### EXERCISE DIRECTIONS
The number needed is how many lines of the data hold the string "dimensions". Give that number and nothing more.

--- SUPPLIED RECORDS ---

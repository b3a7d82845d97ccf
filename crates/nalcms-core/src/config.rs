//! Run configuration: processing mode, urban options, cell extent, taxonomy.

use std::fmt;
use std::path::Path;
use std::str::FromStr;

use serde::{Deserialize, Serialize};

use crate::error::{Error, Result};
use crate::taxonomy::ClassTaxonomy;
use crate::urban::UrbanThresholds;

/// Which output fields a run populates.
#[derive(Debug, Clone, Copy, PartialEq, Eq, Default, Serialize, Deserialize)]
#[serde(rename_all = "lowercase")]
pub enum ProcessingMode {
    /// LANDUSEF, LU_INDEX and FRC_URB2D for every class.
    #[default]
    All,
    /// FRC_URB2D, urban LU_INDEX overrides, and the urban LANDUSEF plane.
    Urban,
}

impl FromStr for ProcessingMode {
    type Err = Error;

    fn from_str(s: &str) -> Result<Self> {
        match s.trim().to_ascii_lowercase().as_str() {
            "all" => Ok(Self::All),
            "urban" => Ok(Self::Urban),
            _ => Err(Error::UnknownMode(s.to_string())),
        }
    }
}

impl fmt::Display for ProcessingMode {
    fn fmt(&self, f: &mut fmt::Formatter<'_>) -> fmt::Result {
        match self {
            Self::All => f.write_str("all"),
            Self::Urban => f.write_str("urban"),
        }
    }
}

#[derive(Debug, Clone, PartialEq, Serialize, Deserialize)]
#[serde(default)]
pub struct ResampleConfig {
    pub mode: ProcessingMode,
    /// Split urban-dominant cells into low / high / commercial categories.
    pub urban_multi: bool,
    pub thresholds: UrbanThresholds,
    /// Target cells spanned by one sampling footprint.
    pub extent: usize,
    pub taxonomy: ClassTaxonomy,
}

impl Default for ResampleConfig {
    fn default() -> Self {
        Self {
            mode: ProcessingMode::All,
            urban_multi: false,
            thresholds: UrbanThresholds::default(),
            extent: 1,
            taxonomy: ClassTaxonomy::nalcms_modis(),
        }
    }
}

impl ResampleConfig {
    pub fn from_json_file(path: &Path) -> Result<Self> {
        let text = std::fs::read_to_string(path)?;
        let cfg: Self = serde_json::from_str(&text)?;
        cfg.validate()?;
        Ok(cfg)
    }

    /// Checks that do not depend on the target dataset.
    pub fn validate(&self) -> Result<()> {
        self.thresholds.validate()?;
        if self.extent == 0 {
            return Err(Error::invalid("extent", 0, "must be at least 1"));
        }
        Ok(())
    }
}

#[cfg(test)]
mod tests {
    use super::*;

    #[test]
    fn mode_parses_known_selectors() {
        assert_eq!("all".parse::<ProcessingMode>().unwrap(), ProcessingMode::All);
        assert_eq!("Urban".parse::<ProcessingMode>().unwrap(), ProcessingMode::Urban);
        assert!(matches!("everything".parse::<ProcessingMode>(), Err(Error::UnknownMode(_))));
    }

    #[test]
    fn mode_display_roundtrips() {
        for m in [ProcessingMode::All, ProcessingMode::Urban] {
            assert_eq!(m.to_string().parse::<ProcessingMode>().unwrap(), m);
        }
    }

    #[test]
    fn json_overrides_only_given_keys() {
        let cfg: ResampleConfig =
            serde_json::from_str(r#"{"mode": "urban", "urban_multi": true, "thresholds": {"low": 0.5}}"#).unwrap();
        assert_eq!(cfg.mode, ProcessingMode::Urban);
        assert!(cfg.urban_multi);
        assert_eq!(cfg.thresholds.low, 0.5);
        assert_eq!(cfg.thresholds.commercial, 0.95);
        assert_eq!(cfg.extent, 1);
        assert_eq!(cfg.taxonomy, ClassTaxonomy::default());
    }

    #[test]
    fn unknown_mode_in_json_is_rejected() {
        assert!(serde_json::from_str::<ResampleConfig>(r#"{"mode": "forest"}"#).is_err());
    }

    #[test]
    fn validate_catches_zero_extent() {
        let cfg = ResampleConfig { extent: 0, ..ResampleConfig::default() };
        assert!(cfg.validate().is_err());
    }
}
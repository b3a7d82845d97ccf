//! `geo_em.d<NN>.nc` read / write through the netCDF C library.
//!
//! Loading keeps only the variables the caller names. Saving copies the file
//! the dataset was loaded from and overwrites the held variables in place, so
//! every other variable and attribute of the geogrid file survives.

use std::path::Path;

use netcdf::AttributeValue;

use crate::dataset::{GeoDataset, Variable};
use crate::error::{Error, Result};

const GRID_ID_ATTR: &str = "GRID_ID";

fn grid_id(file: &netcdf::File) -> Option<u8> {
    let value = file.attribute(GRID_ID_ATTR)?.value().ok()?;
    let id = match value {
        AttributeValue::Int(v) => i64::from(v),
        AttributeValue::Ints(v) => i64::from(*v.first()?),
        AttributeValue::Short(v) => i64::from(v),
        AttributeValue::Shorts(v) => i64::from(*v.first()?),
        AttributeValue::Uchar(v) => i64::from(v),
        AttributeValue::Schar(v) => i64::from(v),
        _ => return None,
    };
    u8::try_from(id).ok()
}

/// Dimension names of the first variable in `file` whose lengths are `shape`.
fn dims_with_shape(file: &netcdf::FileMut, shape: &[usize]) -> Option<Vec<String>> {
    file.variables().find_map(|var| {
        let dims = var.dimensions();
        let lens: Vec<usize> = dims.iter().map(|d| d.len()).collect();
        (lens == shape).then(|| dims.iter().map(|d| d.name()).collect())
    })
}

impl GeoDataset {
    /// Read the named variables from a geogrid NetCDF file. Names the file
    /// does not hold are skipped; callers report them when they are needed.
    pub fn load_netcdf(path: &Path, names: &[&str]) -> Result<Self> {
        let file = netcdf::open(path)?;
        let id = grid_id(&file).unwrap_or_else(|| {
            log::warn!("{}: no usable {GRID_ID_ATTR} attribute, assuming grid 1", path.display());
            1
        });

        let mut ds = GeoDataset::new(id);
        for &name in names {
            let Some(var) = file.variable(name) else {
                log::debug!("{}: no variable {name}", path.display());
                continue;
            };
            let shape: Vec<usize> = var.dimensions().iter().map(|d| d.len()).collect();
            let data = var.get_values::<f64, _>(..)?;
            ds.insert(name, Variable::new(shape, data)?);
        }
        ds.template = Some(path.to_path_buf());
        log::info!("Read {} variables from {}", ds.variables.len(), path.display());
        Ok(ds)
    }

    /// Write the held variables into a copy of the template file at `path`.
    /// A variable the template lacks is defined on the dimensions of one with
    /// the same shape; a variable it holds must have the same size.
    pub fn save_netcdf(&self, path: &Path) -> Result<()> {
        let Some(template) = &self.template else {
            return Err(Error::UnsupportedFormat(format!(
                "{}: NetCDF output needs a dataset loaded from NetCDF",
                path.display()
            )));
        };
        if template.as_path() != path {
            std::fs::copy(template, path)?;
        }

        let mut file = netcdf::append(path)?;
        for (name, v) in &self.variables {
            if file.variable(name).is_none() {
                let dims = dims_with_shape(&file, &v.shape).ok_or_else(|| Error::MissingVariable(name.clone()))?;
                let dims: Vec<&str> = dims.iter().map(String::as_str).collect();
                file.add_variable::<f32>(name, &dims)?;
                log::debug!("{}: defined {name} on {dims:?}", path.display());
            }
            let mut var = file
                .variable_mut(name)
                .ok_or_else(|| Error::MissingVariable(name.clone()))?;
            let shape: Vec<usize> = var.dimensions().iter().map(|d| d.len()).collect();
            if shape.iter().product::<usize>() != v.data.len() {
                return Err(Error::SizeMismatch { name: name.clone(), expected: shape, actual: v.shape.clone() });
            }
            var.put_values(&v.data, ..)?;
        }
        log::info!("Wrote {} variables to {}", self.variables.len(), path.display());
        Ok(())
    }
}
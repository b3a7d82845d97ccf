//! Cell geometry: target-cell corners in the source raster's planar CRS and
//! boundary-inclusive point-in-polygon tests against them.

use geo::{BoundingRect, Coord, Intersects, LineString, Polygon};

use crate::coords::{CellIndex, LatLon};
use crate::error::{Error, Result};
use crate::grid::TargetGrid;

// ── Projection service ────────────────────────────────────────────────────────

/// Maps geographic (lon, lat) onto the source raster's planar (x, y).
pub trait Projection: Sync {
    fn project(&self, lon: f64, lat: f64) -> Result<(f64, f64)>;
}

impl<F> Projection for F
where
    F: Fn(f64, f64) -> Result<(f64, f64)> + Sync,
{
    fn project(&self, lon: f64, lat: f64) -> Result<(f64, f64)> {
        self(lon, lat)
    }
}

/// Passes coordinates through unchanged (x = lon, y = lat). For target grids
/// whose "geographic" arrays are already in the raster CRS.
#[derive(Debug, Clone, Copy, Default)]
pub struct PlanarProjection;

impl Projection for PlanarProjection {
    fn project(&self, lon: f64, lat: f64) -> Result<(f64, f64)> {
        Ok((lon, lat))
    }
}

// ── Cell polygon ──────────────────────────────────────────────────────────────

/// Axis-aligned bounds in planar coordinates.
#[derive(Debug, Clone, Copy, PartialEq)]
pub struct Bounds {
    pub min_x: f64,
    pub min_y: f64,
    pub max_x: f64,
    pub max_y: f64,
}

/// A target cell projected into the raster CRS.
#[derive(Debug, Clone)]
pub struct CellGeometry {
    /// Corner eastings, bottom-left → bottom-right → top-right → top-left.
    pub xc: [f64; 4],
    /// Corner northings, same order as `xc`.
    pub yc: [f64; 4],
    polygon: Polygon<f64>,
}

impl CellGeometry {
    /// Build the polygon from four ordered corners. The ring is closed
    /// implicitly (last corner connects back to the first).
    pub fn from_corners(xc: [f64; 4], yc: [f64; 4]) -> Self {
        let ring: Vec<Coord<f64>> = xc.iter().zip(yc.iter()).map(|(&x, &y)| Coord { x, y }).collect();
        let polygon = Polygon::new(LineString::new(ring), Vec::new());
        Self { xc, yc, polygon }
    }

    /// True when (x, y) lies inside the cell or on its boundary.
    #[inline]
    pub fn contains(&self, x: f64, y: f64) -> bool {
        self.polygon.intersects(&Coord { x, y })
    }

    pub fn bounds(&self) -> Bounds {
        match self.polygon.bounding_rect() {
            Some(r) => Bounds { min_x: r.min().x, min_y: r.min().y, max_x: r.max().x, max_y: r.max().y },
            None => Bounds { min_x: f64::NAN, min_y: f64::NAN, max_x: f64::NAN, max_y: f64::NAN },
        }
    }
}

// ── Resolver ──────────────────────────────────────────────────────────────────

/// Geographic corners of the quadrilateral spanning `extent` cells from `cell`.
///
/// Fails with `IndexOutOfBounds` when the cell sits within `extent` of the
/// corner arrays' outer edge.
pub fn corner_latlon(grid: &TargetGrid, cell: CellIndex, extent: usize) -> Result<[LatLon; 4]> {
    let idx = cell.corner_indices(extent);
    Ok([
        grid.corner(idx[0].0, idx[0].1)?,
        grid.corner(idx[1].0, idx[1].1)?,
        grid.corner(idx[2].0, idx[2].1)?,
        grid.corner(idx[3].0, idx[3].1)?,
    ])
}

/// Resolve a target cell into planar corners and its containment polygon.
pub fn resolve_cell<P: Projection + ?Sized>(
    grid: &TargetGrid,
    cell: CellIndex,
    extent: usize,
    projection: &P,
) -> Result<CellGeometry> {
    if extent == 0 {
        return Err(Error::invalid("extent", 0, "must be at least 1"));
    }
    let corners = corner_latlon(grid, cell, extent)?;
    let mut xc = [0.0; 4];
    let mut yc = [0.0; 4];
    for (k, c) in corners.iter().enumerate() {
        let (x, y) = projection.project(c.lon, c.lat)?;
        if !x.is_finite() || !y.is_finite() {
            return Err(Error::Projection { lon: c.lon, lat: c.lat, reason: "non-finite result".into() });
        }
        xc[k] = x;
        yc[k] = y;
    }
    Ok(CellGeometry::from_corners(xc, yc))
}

---

### TASK RESPONSE
4